The saturated fatty acid contained as an effective ingredient in the pharmaceutical composition of the present invention is a general name for a fatty acid having neither a double bond nor a triple bond in a molecule and is represented by the chemical formula C_nH_2n+1COOH. Preferably, it is a straight chain or branched chain saturated fatty acid having about 8 carbon atoms to about 26 carbon atoms. Exemplary of straight saturated fatty acids which may be employed are caprylic acid (8:0), capric acid (10:0), lauric acid (12:0), myristic acid (14:0), pentadecanoic acid (15:0), palmitic acid (16:0), heptadecanoic acid (17:0), stearic acid (18:0), icosanoic acid (20:0), heneicosanoic acid (21:0), docosanoic acid (22:0), tricosanoic acid (23:0), lignoceric acid (24:0) or cerotic acid (26:0). Exemplary of branched saturated fatty acids which may be employed are 2-hexyldecanoic acid, 13-methylpentadecanoic acid or 16-methylheptadecanoic acid.

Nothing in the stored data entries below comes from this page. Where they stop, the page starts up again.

//! Error types for relq.

use thiserror::Error;

use crate::ast::TableAlias;

#[derive(Debug, Error)]
pub enum RelqError {
    /// The operator chain cannot be translated (unsupported shape, unknown
    /// member, bad arity). Raised at bind time, before any SQL exists.
    #[error("bind error: {0}")]
    Bind(String),

    #[error("unknown entity '{0}'")]
    UnknownEntity(String),

    #[error("unknown member '{member}' on entity '{entity}'")]
    UnknownMember { entity: String, member: String },

    /// A rewrite pass produced a tree referencing an alias no reachable
    /// source declares. This is a compiler defect, never a user error.
    #[error("rewrite invariant violation: column '{column}' references undeclared alias {alias:?}")]
    DanglingAlias { alias: TableAlias, column: String },

    /// The formatter met an AST shape with no SQL rendering for the active
    /// dialect. Indicates a missing rewrite; compilation aborts.
    #[error("no {dialect} rendering for {construct}")]
    Untranslatable {
        construct: &'static str,
        dialect: &'static str,
    },

    /// Declared projector shape does not line up with the formatted columns.
    #[error("materializer error: {0}")]
    Materialize(String),

    /// Singleton aggregators (`single`, `first`) violated at execution.
    #[error("cardinality error: {0}")]
    Cardinality(String),

    #[error("missing parameter '{0}'")]
    MissingParameter(String),

    /// Surfaced unmodified from the execution collaborator.
    #[error("execution error: {0}")]
    Execution(String),
}

impl RelqError {
    /// Create a bind error.
    pub fn bind(message: impl Into<String>) -> Self {
        Self::Bind(message.into())
    }

    /// Create a materializer error.
    pub fn materialize(message: impl Into<String>) -> Self {
        Self::Materialize(message.into())
    }
}

/// Result type alias for relq operations.
pub type RelqResult<T> = Result<T, RelqError>;
//! Compiled SQL for query chains, across dialects.

mod common;

use std::sync::Arc;

use pretty_assertions::assert_eq;
use relq::ast::value::Value;
use relq::query::OpExpr;
use relq::{MySql, Postgres, Query, QueryCompiler, SqlServer};

fn compiler(dialect: Arc<dyn relq::Dialect>) -> QueryCompiler {
    QueryCompiler::new(Arc::new(common::mapping()), dialect)
}

#[test]
fn test_filter_and_project_collapse_to_one_select() {
    let c = compiler(Arc::new(Postgres));
    let plan = c
        .compile(
            &Query::entity("Customer")
                .filter(|c| c.member("city").eq("London"))
                .select(|c| c.member("name")),
        )
        .unwrap();
    assert_eq!(
        plan.query.query.sql,
        "SELECT t0.name AS name FROM customers AS t0 WHERE (t0.city = $1)"
    );
    assert_eq!(plan.query.query.params.len(), 1);
    assert_eq!(plan.query.query.params[0].name, "p0");
    assert_eq!(
        plan.query.query.params[0].value,
        Some(Value::Text("London".into()))
    );
}

#[test]
fn test_count_renders_as_aggregate() {
    let c = compiler(Arc::new(Postgres));
    let plan = c.compile(&Query::entity("Order").count()).unwrap();
    assert_eq!(
        plan.query.query.sql,
        "SELECT COUNT(*) AS agg FROM orders AS t0"
    );
    assert_eq!(plan.aggregator, Some(relq::ast::Aggregator::Single));
}

#[test]
fn test_paging_uses_limit_offset_on_postgres() {
    let c = compiler(Arc::new(Postgres));
    let plan = c
        .compile(
            &Query::entity("Customer")
                .order_by(|c| c.member("name"))
                .select(|c| c.member("name"))
                .skip(2i64)
                .take(3i64),
        )
        .unwrap();
    assert!(plan.query.query.sql.contains("ORDER BY"), "{}", plan.query.query.sql);
    assert!(plan.query.query.sql.contains("LIMIT"), "{}", plan.query.query.sql);
    assert!(plan.query.query.sql.contains("OFFSET"), "{}", plan.query.query.sql);
}

#[test]
fn test_paging_uses_row_number_on_sqlserver() {
    let c = compiler(Arc::new(SqlServer));
    let plan = c
        .compile(
            &Query::entity("Customer")
                .order_by(|c| c.member("name"))
                .select(|c| c.member("name"))
                .skip(2i64)
                .take(3i64),
        )
        .unwrap();
    assert!(
        plan.query.query.sql.contains("ROW_NUMBER() OVER"),
        "{}",
        plan.query.query.sql
    );
    assert!(!plan.query.query.sql.contains("LIMIT"), "{}", plan.query.query.sql);
}

#[test]
fn test_take_without_skip_is_top_on_sqlserver() {
    let c = compiler(Arc::new(SqlServer));
    let plan = c
        .compile(
            &Query::entity("Customer")
                .select(|c| c.member("name"))
                .take(5i64),
        )
        .unwrap();
    assert!(plan.query.query.sql.contains("TOP ("), "{}", plan.query.query.sql);
    assert!(
        !plan.query.query.sql.contains("ROW_NUMBER"),
        "{}",
        plan.query.query.sql
    );
}

#[test]
fn test_mysql_quotes_with_backticks() {
    let c = compiler(Arc::new(MySql));
    let plan = c
        .compile(
            &Query::entity("Customer")
                .filter(|c| c.member("city").eq("Paris"))
                .select(|c| c.member("name")),
        )
        .unwrap();
    assert!(plan.query.query.sql.contains("?"), "{}", plan.query.query.sql);
    assert!(!plan.query.query.sql.contains("$1"), "{}", plan.query.query.sql);
}

#[test]
fn test_distinct_renders() {
    let c = compiler(Arc::new(Postgres));
    let plan = c
        .compile(&Query::entity("Customer").select(|c| c.member("city")).distinct())
        .unwrap();
    assert!(
        plan.query.query.sql.starts_with("SELECT DISTINCT "),
        "{}",
        plan.query.query.sql
    );
}

#[test]
fn test_group_by_renders() {
    let c = compiler(Arc::new(Postgres));
    let plan = c
        .compile(&Query::entity("Order").group_by(|o| o.member("customer_id")))
        .unwrap();
    assert!(plan.query.query.sql.contains("GROUP BY"), "{}", plan.query.query.sql);
}

#[test]
fn test_join_renders_keyed_inner_join() {
    let c = compiler(Arc::new(Postgres));
    let plan = c
        .compile(&Query::entity("Customer").join(
            Query::entity("Order"),
            |c| c.member("id"),
            |o| o.member("customer_id"),
            |c, o| OpExpr::record([("name", c.member("name")), ("amount", o.member("amount"))]),
        ))
        .unwrap();
    assert_eq!(
        plan.query.query.sql,
        "SELECT t0.name AS name, t1.amount AS amount \
         FROM (SELECT t2.id AS id, t2.name AS name FROM customers AS t2) AS t0 \
         INNER JOIN (SELECT t3.customer_id AS customer_id, t3.amount AS amount \
         FROM orders AS t3) AS t1 ON (t0.id = t1.customer_id)"
    );
}

#[test]
fn test_group_join_compiles_matches_as_client_join() {
    let c = compiler(Arc::new(Postgres));
    let plan = c
        .compile(&Query::entity("Customer").group_join(
            Query::entity("Order"),
            |c| c.member("id"),
            |o| o.member("customer_id"),
            |c, os| OpExpr::record([("name", c.member("name")), ("orders", os.expr())]),
        ))
        .unwrap();
    assert_eq!(
        plan.query.query.sql,
        "SELECT t0.id AS id, t0.name AS name FROM customers AS t0"
    );
    assert_eq!(plan.query.children.len(), 1);
    let child = &plan.query.children[0];
    assert_eq!(
        child.plan.query.sql,
        "SELECT t0.id AS id, t0.customer_id AS customer_id, t0.amount AS amount \
         FROM orders AS t0"
    );
    assert_eq!(child.key_ordinals, vec![1]);
}

#[test]
fn test_select_many_flattens_to_a_join() {
    let c = compiler(Arc::new(Postgres));
    let plan = c
        .compile(&Query::entity("Customer").select_many(|c| c.member("orders")))
        .unwrap();
    assert_eq!(
        plan.query.query.sql,
        "SELECT t1.id AS id1, t1.customer_id AS customer_id, t1.amount AS amount \
         FROM (SELECT t2.id AS id FROM customers AS t2) AS t0 \
         INNER JOIN (SELECT t3.id AS id, t3.customer_id AS customer_id, \
         t3.amount AS amount FROM orders AS t3) AS t1 ON (t0.id = t1.customer_id)"
    );
    assert!(plan.query.children.is_empty());
}

#[test]
fn test_intersect_renders_as_distinct_exists() {
    let c = compiler(Arc::new(Postgres));
    let plan = c
        .compile(
            &Query::entity("Customer")
                .select(|c| c.member("name"))
                .intersect(Query::entity("Customer").select(|c| c.member("name"))),
        )
        .unwrap();
    assert_eq!(
        plan.query.query.sql,
        "SELECT DISTINCT t0.id AS id, t0.name AS name, t0.city AS city \
         FROM customers AS t0 \
         WHERE EXISTS (SELECT t1.id AS id FROM customers AS t1 WHERE (t0.name = t1.name))"
    );
}

#[test]
fn test_except_renders_as_distinct_not_exists() {
    let c = compiler(Arc::new(Postgres));
    let plan = c
        .compile(
            &Query::entity("Customer")
                .select(|c| c.member("name"))
                .except(Query::entity("Customer").select(|c| c.member("name"))),
        )
        .unwrap();
    assert_eq!(
        plan.query.query.sql,
        "SELECT DISTINCT t0.id AS id, t0.name AS name, t0.city AS city \
         FROM customers AS t0 \
         WHERE NOT (EXISTS (SELECT t1.id AS id FROM customers AS t1 WHERE (t0.name = t1.name)))"
    );
}

#[test]
fn test_contains_renders_as_scalar_exists() {
    let c = compiler(Arc::new(Postgres));
    let plan = c
        .compile(
            &Query::entity("Customer")
                .select(|c| c.member("name"))
                .contains("Ann"),
        )
        .unwrap();
    assert_eq!(
        plan.query.query.sql,
        "SELECT EXISTS (SELECT t0.id AS id FROM customers AS t0 \
         WHERE (t0.name = $1)) AS result"
    );
    assert_eq!(plan.query.query.params.len(), 1);
    assert_eq!(
        plan.query.query.params[0].value,
        Some(Value::Text("Ann".into()))
    );
    assert_eq!(plan.aggregator, Some(relq::ast::Aggregator::Single));
}

#[test]
fn test_in_list_renders_inline() {
    let c = compiler(Arc::new(Postgres));
    let plan = c
        .compile(
            &Query::entity("Customer")
                .filter(|c| c.member("city").in_list(["London", "Paris"]))
                .select(|c| c.member("name")),
        )
        .unwrap();
    assert!(plan.query.query.sql.contains(" IN ("), "{}", plan.query.query.sql);
}
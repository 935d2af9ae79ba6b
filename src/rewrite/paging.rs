//! Rewrites skip/take into a row-number window for dialects without an
//! offset clause.
//!
//! The paged select keeps its alias on the outside so references from
//! enclosing queries stay valid; a renamed copy moves inside with a
//! `ROW_NUMBER()` column carrying the ordering, and the wrapper filters on
//! the row-number range. Take without skip is left alone: the formatter
//! renders it as `TOP`.

use crate::ast::expr::{BinaryOp, ColumnRef, Expr, OrderExpr, SortOrder};
use crate::ast::projector::Projection;
use crate::ast::query::{Select, Source};
use crate::ast::visit::{self, Rewriter};
use crate::ast::AliasGenerator;
use crate::binder::columns::{self, ColumnMap};
use crate::types::SqlType;

pub fn run(projection: Projection, aliases: &mut AliasGenerator) -> Projection {
    let mut pass = Pager { aliases };
    pass.apply(projection)
}

struct Pager<'a> {
    aliases: &'a mut AliasGenerator,
}

impl Rewriter for Pager<'_> {
    fn rewrite_select(&mut self, select: &Select) -> Option<Select> {
        let walked = visit::walk_select(self, select);
        let current = walked.as_ref().unwrap_or(select);
        if current.skip.is_none() || current.columns.is_empty() {
            return walked;
        }
        let mut inner = current.clone();
        let outer_alias = inner.alias;
        inner.alias = self.aliases.fresh();
        let skip = match inner.skip.take() {
            Some(skip) => skip,
            None => return walked,
        };
        let take = inner.take.take();
        let mut order_by = std::mem::take(&mut inner.order_by);
        if order_by.is_empty() {
            // Row numbering needs a deterministic order; fall back to the
            // first output column.
            order_by.push(OrderExpr {
                expr: inner.columns[0].expr.clone(),
                order: SortOrder::Asc,
            });
        }
        let rn_name = inner.declare("rn", Expr::RowNumber { order_by });
        let rn = Expr::Column(ColumnRef::new(inner.alias, rn_name.clone(), SqlType::Int));

        let mut outer = Select::new(outer_alias);
        let mut map = ColumnMap::new();
        columns::pass_through(&inner, outer_alias, &mut outer.columns, &mut map);
        outer
            .columns
            .retain(|c| !matches!(&c.expr, Expr::Column(r) if r.name == rn_name));
        let lower = Expr::binary(BinaryOp::Gt, rn.clone(), skip.clone());
        let range = match take {
            Some(take) => Expr::and(
                lower,
                Expr::binary(
                    BinaryOp::Le,
                    rn.clone(),
                    Expr::binary(BinaryOp::Add, skip, take),
                ),
            ),
            None => lower,
        };
        outer.where_clause = Some(range);
        outer.order_by.push(OrderExpr {
            expr: rn,
            order: SortOrder::Asc,
        });
        outer.from = Some(Source::Select(Box::new(inner)));
        Some(outer)
    }
}
//! MySQL dialect.

use super::dialect::{quote_if_needed, Dialect};

pub struct MySql;

impl Dialect for MySql {
    fn name(&self) -> &'static str {
        "mysql"
    }

    fn quote_identifier(&self, name: &str) -> String {
        quote_if_needed(name, '`', '`')
    }

    fn placeholder(&self, _ordinal: usize) -> String {
        "?".to_string()
    }

    fn positional_parameters(&self) -> bool {
        true
    }

    fn limit_offset(&self, limit: Option<&str>, offset: Option<&str>) -> String {
        // MySQL has no standalone OFFSET; an offset without a limit needs
        // the documented huge-limit idiom.
        match (limit, offset) {
            (Some(limit), Some(offset)) => format!(" LIMIT {} OFFSET {}", limit, offset),
            (Some(limit), None) => format!(" LIMIT {}", limit),
            (None, Some(offset)) => format!(" LIMIT 18446744073709551615 OFFSET {}", offset),
            (None, None) => String::new(),
        }
    }

    fn generated_id_expression(&self) -> &'static str {
        "LAST_INSERT_ID()"
    }
}

#[cfg(test)]
mod tests {
    use super::*;

    #[test]
    fn test_mysql_capabilities() {
        assert_eq!(MySql.placeholder(3), "?");
        assert!(MySql.positional_parameters());
        assert_eq!(MySql.quote_identifier("order"), "`order`");
        assert_eq!(
            MySql.limit_offset(None, Some("3")),
            " LIMIT 18446744073709551615 OFFSET 3"
        );
    }
}
//! Converts singleton nested projections into outer joins.
//!
//! A projector subquery carrying an aggregator yields at most one row per
//! parent row, so it can ride along the parent query instead of costing a
//! round trip per row: the subquery joins into the parent's from clause and
//! the projector becomes an outer-joined value guarded by a test column.

use std::collections::HashSet;

use super::util;
use crate::ast::expr::{ColumnRef, Expr};
use crate::ast::projector::{Projection, Projector};
use crate::ast::query::{Join, JoinKind, Select, Source};
use crate::ast::visit::{self, Rewriter};
use crate::ast::AliasGenerator;
use crate::binder::columns::{self, ColumnMap, ExprSubstitutor};

pub fn run(projection: Projection, aliases: &mut AliasGenerator) -> Projection {
    let mut pass = Singletons { aliases };
    pass.apply(projection)
}

struct Singletons<'a> {
    aliases: &'a mut AliasGenerator,
}

impl Rewriter for Singletons<'_> {
    fn rewrite_projection(&mut self, projection: &Projection) -> Option<Projection> {
        let walked = visit::walk_projection(self, projection);
        let mut out = walked.clone().unwrap_or_else(|| projection.clone());
        let Projection {
            select, projector, ..
        } = &mut out;
        if convert(projector, select) {
            Some(out)
        } else {
            walked
        }
    }
}

fn convert(projector: &mut Projector, select: &mut Select) -> bool {
    match projector {
        Projector::Subquery(sub) if sub.aggregator.is_some() => {
            *projector = embed(sub, select);
            true
        }
        Projector::Entity { members, .. } | Projector::Record(members) => {
            let mut changed = false;
            for (_, m) in members {
                if convert(m, select) {
                    changed = true;
                }
            }
            changed
        }
        Projector::OuterJoined { inner, .. } => convert(inner, select),
        _ => false,
    }
}

/// Join the singleton subquery into the parent select and rebuild the value
/// as an outer-joined read of the passed-through columns.
fn embed(sub: &Projection, select: &mut Select) -> Projector {
    // References to the parent's output columns localize to their
    // declarations; the subquery now lives inside the parent's from clause.
    let mut localizer = ExprSubstitutor::for_select(select);
    let mut inner_select = localizer
        .rewrite_select(&sub.select)
        .unwrap_or_else(|| sub.select.clone());
    let inner_projector = localizer
        .rewrite_projector(&sub.projector)
        .unwrap_or_else(|| sub.projector.clone());
    let test_name = inner_select.declare("test", Expr::value(1i64));

    // Decorrelate into a plain outer join when the correlation sits in
    // top-level where conjuncts; otherwise keep lateral semantics.
    let left_aliases: HashSet<_> = select
        .from
        .as_ref()
        .map(|f| f.declared_aliases().into_iter().collect())
        .unwrap_or_default();
    let mut correlated = vec![];
    let mut local = vec![];
    if let Some(where_clause) = &inner_select.where_clause {
        for conjunct in where_clause.conjuncts() {
            if util::expr_references(conjunct, &left_aliases) {
                correlated.push(conjunct.clone());
            } else {
                local.push(conjunct.clone());
            }
        }
    }
    let (kind, condition) = {
        let mut remainder = inner_select.clone();
        remainder.where_clause = Expr::conjoin(local.clone());
        if !correlated.is_empty()
            && inner_select.skip.is_none()
            && inner_select.take.is_none()
            && !util::select_references(&remainder, &left_aliases)
        {
            inner_select.where_clause = Expr::conjoin(local);
            (
                JoinKind::SingletonLeftOuter,
                Expr::conjoin(correlated),
            )
        } else {
            (JoinKind::OuterApply, None)
        }
    };

    select.from = Some(match select.from.take() {
        Some(left) => Source::Join(Box::new(Join {
            kind,
            left,
            right: Source::Select(Box::new(inner_select.clone())),
            condition,
        })),
        None => Source::Select(Box::new(inner_select.clone())),
    });

    let mut map = ColumnMap::new();
    columns::pass_through(&inner_select, select.alias, &mut select.columns, &mut map);
    let remapped = columns::remap_projector(&inner_projector, &map);
    let test = map
        .get(&(inner_select.alias, test_name.clone()))
        .map(|c| Expr::Column(c.clone()))
        .unwrap_or_else(|| {
            Expr::Column(ColumnRef::new(
                inner_select.alias,
                test_name,
                crate::types::SqlType::Int,
            ))
        });
    Projector::OuterJoined {
        test: Box::new(test),
        inner: Box::new(remapped),
    }
}

#[cfg(test)]
mod tests {
    use super::*;
    use crate::ast::projector::Aggregator;
    use crate::ast::query::{ColumnDecl, TableSource};
    use crate::types::SqlType;

    #[test]
    fn test_singleton_subquery_becomes_outer_join() {
        let mut aliases = AliasGenerator::new();
        let ctable = aliases.fresh();
        let mut parent = Select::new(aliases.fresh());
        let parent_alias = parent.alias;
        parent.from = Some(Source::Table(TableSource {
            alias: ctable,
            name: "orders".into(),
        }));
        parent.columns.push(ColumnDecl::new(
            "customer_id",
            Expr::Column(ColumnRef::new(ctable, "customer_id", SqlType::Int)),
        ));

        let ttable = aliases.fresh();
        let mut target = Select::new(aliases.fresh());
        let target_alias = target.alias;
        target.from = Some(Source::Table(TableSource {
            alias: ttable,
            name: "customers".into(),
        }));
        target.columns.push(ColumnDecl::new(
            "name",
            Expr::Column(ColumnRef::new(ttable, "name", SqlType::Text)),
        ));
        target.where_clause = Some(Expr::eq(
            Expr::Column(ColumnRef::new(ttable, "id", SqlType::Int)),
            Expr::Column(ColumnRef::new(parent_alias, "customer_id", SqlType::Int)),
        ));
        let nested = Projection::new(
            target,
            Projector::Expr(Expr::Column(ColumnRef::new(
                target_alias,
                "name",
                SqlType::Text,
            ))),
        )
        .with_aggregator(Aggregator::SingleOrDefault);

        let projection = Projection::new(parent, Projector::Subquery(Box::new(nested)));
        let out = run(projection, &mut aliases);

        match &out.select.from {
            Some(Source::Join(join)) => {
                assert_eq!(join.kind, JoinKind::SingletonLeftOuter);
                assert!(join.condition.is_some());
            }
            other => panic!("unexpected from {:?}", other),
        }
        match &out.projector {
            Projector::OuterJoined { inner, .. } => match inner.as_ref() {
                Projector::Expr(Expr::Column(c)) => {
                    assert_eq!(c.alias, out.select.alias);
                    assert_eq!(c.name, "name");
                }
                other => panic!("unexpected inner projector {:?}", other),
            },
            other => panic!("unexpected projector {:?}", other),
        }
    }
}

Such a fatty acid may be used solely or as a mixture of plural fatty acids. The acid may be used either in a free form, or as a salt, such as a sodium salt and a potassium salt. Also, it is preferred to use the fatty acid in a water-soluble form. With regard to the saturated fatty acid and salt thereof, those which are commercially available may be used or those which are extracted and purified from animal fat or vegetable oil may be used. In embodiments of the present invention, the saturated fatty acid may be employed in the form of an aqueous solution of a fatty acid salt or an aqueous dispersion of a free fatty acid. In the present invention, the saturated fatty acid can be used in a weight ratio of from about 1:20 to about 50:1 times the total amount of the silicate polymers, calculated as silicon, preferably about 1:10 to about 30:1 times the total amount of silicate polymers, calculated as silicon.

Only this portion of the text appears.